Eric, a very nice and personable computer tech finally showed up about an hour later. But the plan had been changed. The whole Satellite System was down, so they weren’t going to install our camp on it yet. For now, he would make my old computer work, and replace a few tractor feed printers about the camp that had been giving their users a lot of grief. The scenario I had envisioned (straight from Jackson), of a couple of hours work and a shiny, new, working computer played out a little bit differently. Eric squatted on the floor for hours at a time in front of the antiquated control unit and modem with the phone glued to his ear and Ernie on the other end. The phone lines were tested, which involved two different phone companies. Connections were tested and lots of things tried that made only a modicum of sense to me. Joe was everpresent, asking Eric questions and trying to help troubleshoot. Apparently it had been Joe, a year or so ago, who had been sitting on the floor, on the other end of a conversation with Ernie and finally getting the computer to work. Periodically, Eric would go out to his car to get something, or to the phone closet to do…......something….....
I hung around, ate some cookies and crackers, visited with the guys and told a lot of people there would be “No Store Today.” I was there for 9 1/2 hours.
Eric ended up spending the night in the area, and bright and early this morning, I met him at the camp and again let him into the store. After a bit more monkeying, he finally had a verdict. The controller was bad. It might just work if we could find a spare start-up disk. This started a camp-wide search, and yielded countless 3 1/2” floppies from various offices. None of them were what we needed. So now Ernie is rebuilding us a new controller. There is a rumor it may be “over-nighted’, in which case we could have it by tomorrow. Another just as credible (probably more credible, actually) rumor is that we will have it mid-next week. But for now, I’m going to Windy. I’ve got some tickets to run.
UltraMom
Your public demands a post about your new son or daughter! (I’m guessing the smae gender as Murphy, but who really knows what THAT is at this point?)
Ultrabob! How rude! But, yes, Murphy has a new brother named “Rowdy” (as do UltraBob, Heather, Johnny and Jim). There will be forthcoming a post devoted to his adoption and Murphy’s reaction to him, which right now seems to be “When is he leaving?”, at least some of the time.
There is a dirty importer running around our site! Watch out for his distinctive misspelling of words like same.
Not only do I have an imposter but he called me an importer (I’m on the record repeatedly refuting those allegations, I am STRICTLY an exporter). I am not now, nor will I ever be, and importer/exporter. I don’t know why he is using my smae name, but he better desist!

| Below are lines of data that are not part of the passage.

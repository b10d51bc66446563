//! Document-store provider implementation.
//!
//! The provider consumes an externally operated document database over a
//! conventional REST surface: `POST` a document to a database's
//! collection and the store answers with the identifier it assigned
//! (`events/1-A` style); `PUT` and `GET` address existing documents by
//! identifier. The wire protocol belongs to the backend; this layer only
//! maps it onto the store contract.

use crate::config::{DocStoreAuth, DocStoreConfig};
use async_trait::async_trait;
use mnemosyne_core::{
    AuditEvent, AuditStore, EventId, JsonCodec, ReplacePolicy, Result, StoreError, StoreResolver,
    StoreTarget,
};
use reqwest::header::{HeaderMap, HeaderValue, AUTHORIZATION, CONTENT_TYPE, IF_MATCH};
use reqwest::StatusCode;
use serde::Deserialize;
use tracing::debug;
use uuid::{Timestamp, Uuid};

/// Identifier assignment answer for an inserted document.
#[derive(Debug, Deserialize)]
struct InsertedDocument {
    id: String,
}

/// Audit store backed by an HTTP document database.
#[derive(Debug)]
pub struct DocStore {
    config: DocStoreConfig,
    base: String,
    http: reqwest::Client,
    codec: JsonCodec,
    resolver: StoreResolver,
    replace_policy: ReplacePolicy,
}

impl DocStore {
    /// Creates a provider, building an HTTP client from the
    /// configuration.
    ///
    /// # Errors
    ///
    /// Returns [`StoreError::Config`] if the URL is invalid or the HTTP
    /// client cannot be built.
    pub fn new(config: DocStoreConfig) -> Result<Self> {
        let http = build_http_client(&config)?;
        Self::from_client(config, http)
    }

    /// Creates a provider around a pre-built HTTP client.
    ///
    /// The client's connection handling is taken as-is; only the URL,
    /// authentication and database settings of `config` apply.
    ///
    /// # Errors
    ///
    /// Returns [`StoreError::Config`] if the URL is invalid.
    pub fn from_client(config: DocStoreConfig, http: reqwest::Client) -> Result<Self> {
        let base = url::Url::parse(&config.url)
            .map_err(|e| StoreError::Config {
                message: format!("invalid document-store URL '{}': {e}", config.url),
            })?
            .to_string();
        let base = base.trim_end_matches('/').to_string();
        let resolver = StoreResolver::fixed(config.default_database.clone());

        Ok(Self {
            config,
            base,
            http,
            codec: JsonCodec::new(),
            resolver,
            replace_policy: ReplacePolicy::Upsert,
        })
    }

    /// Sets the codec.
    #[must_use]
    pub fn with_codec(mut self, codec: JsonCodec) -> Self {
        self.codec = codec;
        self
    }

    /// Sets the store resolver.
    #[must_use]
    pub fn with_resolver(mut self, resolver: StoreResolver) -> Self {
        self.resolver = resolver;
        self
    }

    /// Sets the replace policy. The default upserts, matching document
    /// database semantics.
    #[must_use]
    pub const fn with_replace_policy(mut self, policy: ReplacePolicy) -> Self {
        self.replace_policy = policy;
        self
    }

    /// Returns the configuration.
    #[must_use]
    pub const fn config(&self) -> &DocStoreConfig {
        &self.config
    }

    /// Collection URL for a database.
    fn collection_url(&self, database: &StoreTarget) -> String {
        format!("{}/databases/{database}/documents", self.base)
    }

    /// Creates authentication headers from the configuration.
    fn auth_headers(&self) -> Result<HeaderMap> {
        let mut headers = HeaderMap::new();

        match &self.config.auth {
            DocStoreAuth::None => {}
            DocStoreAuth::Basic { username, password } => {
                let credentials = base64::Engine::encode(
                    &base64::engine::general_purpose::STANDARD,
                    format!("{username}:{password}"),
                );
                headers.insert(
                    AUTHORIZATION,
                    HeaderValue::from_str(&format!("Basic {credentials}")).map_err(|_| {
                        StoreError::Config {
                            message: "invalid basic credentials".to_string(),
                        }
                    })?,
                );
            }
            DocStoreAuth::Bearer { token } => {
                headers.insert(
                    AUTHORIZATION,
                    HeaderValue::from_str(&format!("Bearer {token}")).map_err(|_| {
                        StoreError::Config {
                            message: "invalid bearer token".to_string(),
                        }
                    })?,
                );
            }
        }

        Ok(headers)
    }

    /// Maps a non-success status that is not a missing document.
    async fn status_failure(target: &StoreTarget, response: reqwest::Response) -> StoreError {
        let status = response.status();
        let body = response.text().await.unwrap_or_default();
        StoreError::Unavailable {
            target: target.clone(),
            message: format!("HTTP {status}: {body}"),
        }
    }
}

#[async_trait]
impl AuditStore for DocStore {
    fn codec(&self) -> &JsonCodec {
        &self.codec
    }

    async fn insert(&self, event: &AuditEvent) -> Result<EventId> {
        let encoded = self.codec.encode(event)?;
        let target = self.resolver.resolve(event);
        let session = DocSession::open(target);

        let response = self
            .http
            .post(self.collection_url(session.target()))
            .headers(self.auth_headers()?)
            .header("x-request-id", session.request_id())
            .header(CONTENT_TYPE, "application/json")
            .body(encoded.into_bytes())
            .send()
            .await
            .map_err(|e| unavailable(session.target(), &e))?;

        if !response.status().is_success() {
            return Err(Self::status_failure(session.target(), response).await);
        }

        let inserted: InsertedDocument =
            response
                .json()
                .await
                .map_err(|e| StoreError::Unavailable {
                    target: session.target().clone(),
                    message: format!("malformed insert answer: {e}"),
                })?;

        debug!(target = %session.target(), id = %inserted.id, kind = %event.kind, "Inserted document");
        Ok(EventId::new(inserted.id))
    }

    async fn replace(&self, id: &EventId, event: &AuditEvent) -> Result<()> {
        let encoded = self.codec.encode(event)?;
        let target = self.resolver.resolve(event);
        let session = DocSession::open(target);

        let mut request = self
            .http
            .put(self.collection_url(session.target()))
            .query(&[("id", id.as_str())])
            .headers(self.auth_headers()?)
            .header("x-request-id", session.request_id())
            .header(CONTENT_TYPE, "application/json")
            .body(encoded.into_bytes());
        if self.replace_policy == ReplacePolicy::RequireExisting {
            // `If-Match: *` only succeeds against an existing document.
            request = request.header(IF_MATCH, "*");
        }

        let response = request
            .send()
            .await
            .map_err(|e| unavailable(session.target(), &e))?;

        match response.status() {
            status if status.is_success() => {
                debug!(target = %session.target(), %id, "Replaced document");
                Ok(())
            }
            StatusCode::NOT_FOUND | StatusCode::PRECONDITION_FAILED => {
                Err(StoreError::NotFound {
                    target: session.target().clone(),
                    id: id.clone(),
                })
            }
            _ => Err(Self::status_failure(session.target(), response).await),
        }
    }

    async fn get(&self, id: &EventId) -> Result<AuditEvent> {
        self.get_from(self.resolver.default_target(), id).await
    }

    async fn get_from(&self, target: &StoreTarget, id: &EventId) -> Result<AuditEvent> {
        let session = DocSession::open(target.clone());

        let response = self
            .http
            .get(self.collection_url(session.target()))
            .query(&[("id", id.as_str())])
            .headers(self.auth_headers()?)
            .header("x-request-id", session.request_id())
            .send()
            .await
            .map_err(|e| unavailable(session.target(), &e))?;

        match response.status() {
            status if status.is_success() => {
                let body = response
                    .bytes()
                    .await
                    .map_err(|e| unavailable(session.target(), &e))?;
                // The backend's writer is not this codec; bring the bytes
                // into canonical form before decoding.
                let normalized = self.codec.normalize(&body)?;
                self.codec
                    .decode(normalized.as_bytes())
                    .map_err(StoreError::from)
            }
            StatusCode::NOT_FOUND => Err(StoreError::NotFound {
                target: target.clone(),
                id: id.clone(),
            }),
            _ => Err(Self::status_failure(session.target(), response).await),
        }
    }
}

/// Scoped handle for one operation against one database.
///
/// Opened at the start of an operation, closed by `Drop` on every exit
/// path. Carries the request ID attached to the operation's HTTP call.
struct DocSession {
    target: StoreTarget,
    request_id: String,
}

impl DocSession {
    fn open(target: StoreTarget) -> Self {
        let request_id = Uuid::new_v7(Timestamp::now(uuid::NoContext)).to_string();
        debug!(%target, %request_id, "Opened session");
        Self { target, request_id }
    }

    const fn target(&self) -> &StoreTarget {
        &self.target
    }

    fn request_id(&self) -> &str {
        &self.request_id
    }
}

impl Drop for DocSession {
    fn drop(&mut self) {
        debug!(target = %self.target, request_id = %self.request_id, "Closed session");
    }
}

/// Maps transport failures to an availability error.
fn unavailable(target: &StoreTarget, err: &reqwest::Error) -> StoreError {
    StoreError::Unavailable {
        target: target.clone(),
        message: err.to_string(),
    }
}

/// Builds the HTTP client from the configuration.
fn build_http_client(config: &DocStoreConfig) -> Result<reqwest::Client> {
    let mut builder = reqwest::Client::builder()
        .timeout(config.timeout)
        .user_agent(&config.user_agent);

    if let Some(ref tls) = config.tls {
        if tls.insecure_skip_verify {
            builder = builder.danger_accept_invalid_certs(true);
        }

        if let Some(ref ca_cert) = tls.ca_cert {
            let cert_pem = std::fs::read(ca_cert).map_err(|source| StoreError::Io {
                path: ca_cert.clone(),
                source,
            })?;
            let cert = reqwest::Certificate::from_pem(&cert_pem).map_err(|e| {
                StoreError::Config {
                    message: format!("invalid CA certificate: {e}"),
                }
            })?;
            builder = builder.add_root_certificate(cert);
        }

        if let (Some(ref cert_path), Some(ref key_path)) = (&tls.client_cert, &tls.client_key) {
            let mut cert_pem = std::fs::read(cert_path).map_err(|source| StoreError::Io {
                path: cert_path.clone(),
                source,
            })?;
            let key_pem = std::fs::read(key_path).map_err(|source| StoreError::Io {
                path: key_path.clone(),
                source,
            })?;
            cert_pem.extend_from_slice(&key_pem);

            let identity =
                reqwest::Identity::from_pem(&cert_pem).map_err(|e| StoreError::Config {
                    message: format!("invalid client certificate: {e}"),
                })?;
            builder = builder.identity(identity);
        }
    }

    builder.build().map_err(|e| StoreError::Config {
        message: format!("failed to build HTTP client: {e}"),
    })
}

i like these stories. hi smore.
smore and I haven’t been introduced yet. In fact this is the first I’ve heard of him or her, unless of course you are greeting the tasty campfire snack?
I suggest you reread the Appalachian Trail Posts, UltraSon. Hi nephew Switchwing.
Yes, but can he doff his tophat and bow, after a particularly good performance of his standup/magic routine as Beaker does?
Didn’t think so.
Well I say, it sounds as if this “Rowdy” is just a bit too intelligent for this “trick” business. Maybe you should try and enroll him in some sort of advanced learning program at your local educamart. In fact if at all possible, ship him off to boarding school, that would really be the best for everyone.
hhmmmmmmmmmmmm...puppies!!!! but can he bow and tip his hat like beaker?